Marie avait renoncé à l’espoir de voir venir Jésus et s’était abandonnée à son chagrin, mais Marthe s’accrocha à cette espérance jusqu’au matin où la pierre fut roulée devant le caveau pour en sceller l’entrée. Même alors, elle demanda à un jeune garçon du voisinage de surveiller, du haut de la colline, à l’est de Béthanie, la route descendant à Jéricho. Ce fut ce garçon qui apporta à Marthe la nouvelle que Jésus et ses amis approchaient.
Quand Marthe rencontra Jésus, elle tomba à ses pieds en s’écriant : « Maitre, si tu avais été là, mon frère ne serait pas mort ! » Beaucoup de craintes traversaient le mental de Marthe, mais elle n’exprima aucun doute et ne s’aventura pas à critiquer ou à mettre en question la conduite de Jésus relative à la mort de Lazare. Lorsqu’elle eut parlé, Jésus se baissa pour la relever et dit : « Aie simplement la foi, Marthe, et ton frère ressuscitera. » Marthe répondit : « Je sais qu’il ressuscitera lors de la résurrection du dernier jour ; et même maintenant je crois que notre Père te donnera tout ce que tu demanderas à Dieu. »

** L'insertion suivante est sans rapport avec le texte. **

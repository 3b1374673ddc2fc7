//! Explicit column-kind schema.
//!
//! The core transforms never inspect dtypes at runtime; the loader classifies
//! every column exactly once and the resulting [`TableSchema`] is passed into
//! the cleaner and feature engineer. A column the schema does not mention is
//! simply ignored by the transforms.

use crate::utils::is_numeric_dtype;
use polars::prelude::*;
use serde::{Deserialize, Serialize};
use std::collections::BTreeMap;

/// Declared kind of a column.
#[derive(Debug, Clone, Copy, PartialEq, Eq, Serialize, Deserialize)]
pub enum ColumnKind {
    /// Real-valued column; may contain nulls before cleaning.
    Numeric,
    /// String-valued column; may contain nulls or the `"unknown"` sentinel.
    Categorical,
}

/// Mapping from column name to declared kind.
///
/// Backed by a `BTreeMap` so iteration order is deterministic (column name
/// order), which keeps processing-step logs and reports stable across runs.
#[derive(Debug, Clone, Default, Serialize, Deserialize)]
pub struct TableSchema {
    kinds: BTreeMap<String, ColumnKind>,
}

impl TableSchema {
    /// Create an empty schema.
    pub fn new() -> Self {
        Self::default()
    }

    /// Add a column declaration (builder style).
    pub fn with_column(mut self, name: impl Into<String>, kind: ColumnKind) -> Self {
        self.kinds.insert(name.into(), kind);
        self
    }

    /// Classify every column of a DataFrame by its parsed dtype.
    ///
    /// This is the loader's job: numeric dtypes become [`ColumnKind::Numeric`],
    /// everything else (string, boolean, categorical) is treated as
    /// [`ColumnKind::Categorical`].
    pub fn from_dataframe(df: &DataFrame) -> Self {
        let mut kinds = BTreeMap::new();
        for col in df.get_columns() {
            let kind = if is_numeric_dtype(col.dtype()) {
                ColumnKind::Numeric
            } else {
                ColumnKind::Categorical
            };
            kinds.insert(col.name().to_string(), kind);
        }
        Self { kinds }
    }

    /// Look up the declared kind of a column.
    pub fn kind(&self, name: &str) -> Option<ColumnKind> {
        self.kinds.get(name).copied()
    }

    /// Names of all declared numeric columns, in name order.
    pub fn numeric_columns(&self) -> Vec<&str> {
        self.kinds
            .iter()
            .filter(|(_, k)| **k == ColumnKind::Numeric)
            .map(|(n, _)| n.as_str())
            .collect()
    }

    /// Names of all declared categorical columns, in name order.
    pub fn categorical_columns(&self) -> Vec<&str> {
        self.kinds
            .iter()
            .filter(|(_, k)| **k == ColumnKind::Categorical)
            .map(|(n, _)| n.as_str())
            .collect()
    }

    /// Number of declared columns.
    pub fn len(&self) -> usize {
        self.kinds.len()
    }

    /// Whether the schema declares no columns.
    pub fn is_empty(&self) -> bool {
        self.kinds.is_empty()
    }
}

Alors, Jésus regarda Marthe droit dans les yeux et dit : « Je suis la résurrection et la vie ; quiconque croit en moi vivra, même s’il meurt. En vérité, quiconque vit en croyant en moi ne mourra jamais réellement. Marthe, crois-tu cela ? » Et Marthe répondit au Maitre : « Oui, je crois depuis longtemps que tu es le Libérateur, le Fils du Dieu vivant, celui-là même qui doit venir en ce monde. »
Jésus s’étant enquis de Marie, Marthe alla aussitôt à la maison et chuchota à sa sœur : « Le Maitre est ici et t’a demandée. » Lorsque Marie entendit cela, elle se leva rapidement et se hâta vers Jésus, qui était resté à une certaine distance de la maison, à l’endroit où Marthe l’avait d’abord rencontré. Quand les amis, qui étaient auprès de Marie pour la consoler, virent qu’elle se levait en hâte et sortait, ils la suivirent en supposant qu’elle allait au tombeau pour pleurer.

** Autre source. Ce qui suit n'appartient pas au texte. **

//! Error types for the data preparation pipeline.
//!
//! A single `thiserror`-based hierarchy covers everything from dataset
//! acquisition to the core transform chain. Contract violations (a transform
//! invoked with its documented preconditions unmet) are fatal and carry a
//! descriptive reason; they signal a misordered pipeline, not bad data.

use thiserror::Error;

/// The main error type for the preparation pipeline.
#[derive(Error, Debug)]
pub enum PrepError {
    /// Column was not found in the dataset.
    #[error("Column '{0}' not found in dataset")]
    ColumnNotFound(String),

    /// A transform was invoked with its preconditions unmet.
    #[error("Contract violation in {stage}: {reason}")]
    ContractViolation { stage: String, reason: String },

    /// Invalid configuration provided.
    #[error("Invalid configuration: {0}")]
    InvalidConfig(String),

    /// Dataset download failed.
    #[error("Failed to download dataset from {url}: {reason}")]
    DownloadFailed { url: String, reason: String },

    /// Archive extraction failed.
    #[error("Archive extraction failed: {0}")]
    Archive(#[from] zip::result::ZipError),

    /// Report generation failed.
    #[error("Failed to generate report: {0}")]
    ReportGenerationFailed(String),

    /// IO error wrapper.
    #[error("IO error: {0}")]
    Io(#[from] std::io::Error),

    /// Polars error wrapper.
    #[error("Polars error: {0}")]
    Polars(#[from] polars::error::PolarsError),

    /// JSON serialization error.
    #[error("JSON error: {0}")]
    Json(#[from] serde_json::Error),

    /// HTTP request error.
    #[error("HTTP request error: {0}")]
    HttpRequest(#[from] reqwest::Error),
}

impl PrepError {
    /// Build a contract-violation error for a named pipeline stage.
    pub fn contract(stage: impl Into<String>, reason: impl Into<String>) -> Self {
        PrepError::ContractViolation {
            stage: stage.into(),
            reason: reason.into(),
        }
    }

    /// Check whether this error is a contract violation.
    pub fn is_contract_violation(&self) -> bool {
        matches!(self, Self::ContractViolation { .. })
    }
}

/// Result type alias for pipeline operations.
pub type Result<T> = std::result::Result<T, PrepError>;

Parmi les personnes présentes, se trouvaient beaucoup d’ennemis implacables de Jésus. C’est pourquoi Marthe était allée seule à sa rencontre, et c’est aussi pourquoi elle avait si discrètement informé Marie que le Maitre l’avait demandée. Tout en désirant ardemment voir Jésus, Marthe souhaitait éviter tout incident déplaisant susceptible d’être causé par la soudaine arrivée du Maitre au milieu d’un groupe important de ses adversaires de Jérusalem. Marthe avait eu l’intention de rester à la maison avec leurs amis pendant que Marie allait saluer Jésus, mais elle n’y parvint pas, car tous suivirent Marie et se trouvèrent ainsi d’une façon inattendue en présence du Maitre.
Marthe la conduisit à Jésus et, lorsque Marie le vit, elle tomba à ses pieds en s’écriant : « Si seulement tu avais été là, mon frère ne serait pas mort. » Lorsque Jésus vit combien tout le monde s’attristait de la mort de Lazare, son âme fut émue de compassion.

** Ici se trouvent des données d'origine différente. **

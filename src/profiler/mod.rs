//! Read-only descriptive statistics over a table.
//!
//! The profiler never mutates data; it produces an [`EdaReport`] the reporter
//! renders to text and JSON. Missingness counts treat the `"unknown"` sentinel
//! in categorical columns as missing, so the pre-clean report shows the real
//! extent of the problem.

use crate::cleaner::MISSING_SENTINEL;
use crate::error::Result;
use crate::schema::{ColumnKind, TableSchema};
use crate::utils::{numeric_values, pearson_correlation, skewness, string_mode};
use polars::prelude::*;
use serde::{Deserialize, Serialize};

/// Statistical profile of a single column.
#[derive(Debug, Clone, Serialize, Deserialize)]
pub struct ColumnProfile {
    pub name: String,
    pub kind: ColumnKind,
    /// Nulls plus `"unknown"` sentinel cells for categorical columns.
    pub missing_count: usize,
    pub missing_percentage: f64,
    pub unique_count: usize,
    /// Numeric columns only.
    #[serde(skip_serializing_if = "Option::is_none")]
    pub mean: Option<f64>,
    #[serde(skip_serializing_if = "Option::is_none")]
    pub std: Option<f64>,
    #[serde(skip_serializing_if = "Option::is_none")]
    pub min: Option<f64>,
    #[serde(skip_serializing_if = "Option::is_none")]
    pub max: Option<f64>,
    #[serde(skip_serializing_if = "Option::is_none")]
    pub skewness: Option<f64>,
    /// Categorical columns only.
    #[serde(skip_serializing_if = "Option::is_none")]
    pub most_frequent: Option<String>,
}

/// Full exploratory profile of a dataset.
#[derive(Debug, Clone, Serialize, Deserialize)]
pub struct EdaReport {
    /// (rows, columns)
    pub shape: (usize, usize),
    pub column_profiles: Vec<ColumnProfile>,
    /// Pearson correlations between numeric column pairs, `(a, b, r)` with
    /// `a < b` in name order.
    pub correlations: Vec<(String, String, f64)>,
    /// Class counts of the `y` target column, when present.
    #[serde(skip_serializing_if = "Option::is_none")]
    pub target_balance: Option<Vec<(String, usize)>>,
    /// Free-form notes, e.g. plot artifacts that could not be produced.
    pub notes: Vec<String>,
}

/// Computes descriptive statistics for a table.
pub struct Profiler;

impl Profiler {
    /// Profile every schema column present in the DataFrame.
    pub fn profile(df: &DataFrame, schema: &TableSchema) -> Result<EdaReport> {
        let height = df.height();
        let mut column_profiles = Vec::new();

        for col in df.get_columns() {
            let name = col.name().to_string();
            let Some(kind) = schema.kind(&name) else {
                continue;
            };
            let series = col.as_materialized_series().clone();
            column_profiles.push(Self::profile_column(&series, &name, kind, height)?);
        }

        let correlations = Self::correlations(df, schema)?;
        let target_balance = Self::target_balance(df)?;

        Ok(EdaReport {
            shape: df.shape(),
            column_profiles,
            correlations,
            target_balance,
            notes: Vec::new(),
        })
    }

    fn profile_column(
        series: &Series,
        name: &str,
        kind: ColumnKind,
        height: usize,
    ) -> Result<ColumnProfile> {
        let mut missing_count = series.null_count();
        let unique_count = series.n_unique()?;

        let mut profile = ColumnProfile {
            name: name.to_string(),
            kind,
            missing_count: 0,
            missing_percentage: 0.0,
            unique_count,
            mean: None,
            std: None,
            min: None,
            max: None,
            skewness: None,
            most_frequent: None,
        };

        match kind {
            ColumnKind::Numeric => {
                let values = numeric_values(series)?;
                if !values.is_empty() {
                    let (mean, std) = crate::utils::mean_and_std(&values);
                    profile.mean = Some(mean);
                    profile.std = Some(std);
                    profile.min = values.iter().copied().fold(None, |acc: Option<f64>, v| {
                        Some(acc.map_or(v, |a| a.min(v)))
                    });
                    profile.max = values.iter().copied().fold(None, |acc: Option<f64>, v| {
                        Some(acc.map_or(v, |a| a.max(v)))
                    });
                    profile.skewness = Some(skewness(&values));
                }
            }
            ColumnKind::Categorical => {
                if let Ok(str_series) = series.cast(&DataType::String) {
                    let str_chunked = str_series.str()?;
                    missing_count += str_chunked
                        .into_iter()
                        .filter(|v| *v == Some(MISSING_SENTINEL))
                        .count();
                }
                profile.most_frequent = string_mode(series);
            }
        }

        profile.missing_count = missing_count;
        profile.missing_percentage = if height == 0 {
            0.0
        } else {
            missing_count as f64 / height as f64 * 100.0
        };

        Ok(profile)
    }

    /// Pairwise Pearson correlations over fully-observed numeric values.
    ///
    /// Rows where either column is null are skipped pairwise.
    fn correlations(
        df: &DataFrame,
        schema: &TableSchema,
    ) -> Result<Vec<(String, String, f64)>> {
        let numeric: Vec<&str> = schema
            .numeric_columns()
            .into_iter()
            .filter(|n| df.column(n).is_ok())
            .collect();

        let mut result = Vec::new();
        for (i, a) in numeric.iter().enumerate() {
            for b in numeric.iter().skip(i + 1) {
                let col_a = df.column(a)?.as_materialized_series().cast(&DataType::Float64)?;
                let col_b = df.column(b)?.as_materialized_series().cast(&DataType::Float64)?;

                let mut xs = Vec::new();
                let mut ys = Vec::new();
                for (x, y) in col_a.f64()?.into_iter().zip(col_b.f64()?.into_iter()) {
                    if let (Some(x), Some(y)) = (x, y) {
                        xs.push(x);
                        ys.push(y);
                    }
                }
                result.push((a.to_string(), b.to_string(), pearson_correlation(&xs, &ys)));
            }
        }
        Ok(result)
    }

    /// Class counts for the `y` column, ordered by descending count.
    fn target_balance(df: &DataFrame) -> Result<Option<Vec<(String, usize)>>> {
        let Ok(col) = df.column("y") else {
            return Ok(None);
        };
        let series = col.as_materialized_series();
        let Ok(str_series) = series.cast(&DataType::String) else {
            return Ok(None);
        };
        let str_chunked = str_series.str()?;

        let mut counts: std::collections::BTreeMap<String, usize> =
            std::collections::BTreeMap::new();
        for val in str_chunked.into_iter().flatten() {
            *counts.entry(val.to_string()).or_insert(0) += 1;
        }

        let mut balance: Vec<(String, usize)> = counts.into_iter().collect();
        balance.sort_by(|a, b| b.1.cmp(&a.1).then(a.0.cmp(&b.0)));
        Ok(Some(balance))
    }
}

Quand les amis en deuil virent que Marie était allée accueillir Jésus, ils se retirèrent un peu à l’écart pendant que Marthe et Marie s’entretenaient avec le Maitre, qui leur prodigua de nouveaux encouragements. Il les exhorta à conserver une foi vivace dans le Père et à se soumettre complètement à la volonté divine.
Le mental humain de Jésus fut puissamment remué par un conflit : d’une part il aimait Lazare et ses sœurs affligées, et d’autre part il dédaignait et méprisait les manifestations extérieures d’affection de certains Juifs incroyants aux intentions meurtrières. Jésus s’indigna de voir certains de ces prétendus amis afficher extérieurement leur deuil de la mort de Lazare, d’autant que ce faux chagrin était associé, dans leur cœur, à tant d’amère inimitié contre lui-même. Toutefois, certains de ces Juifs étaient sincères dans leur deuil, car ils étaient de vrais amis de la famille.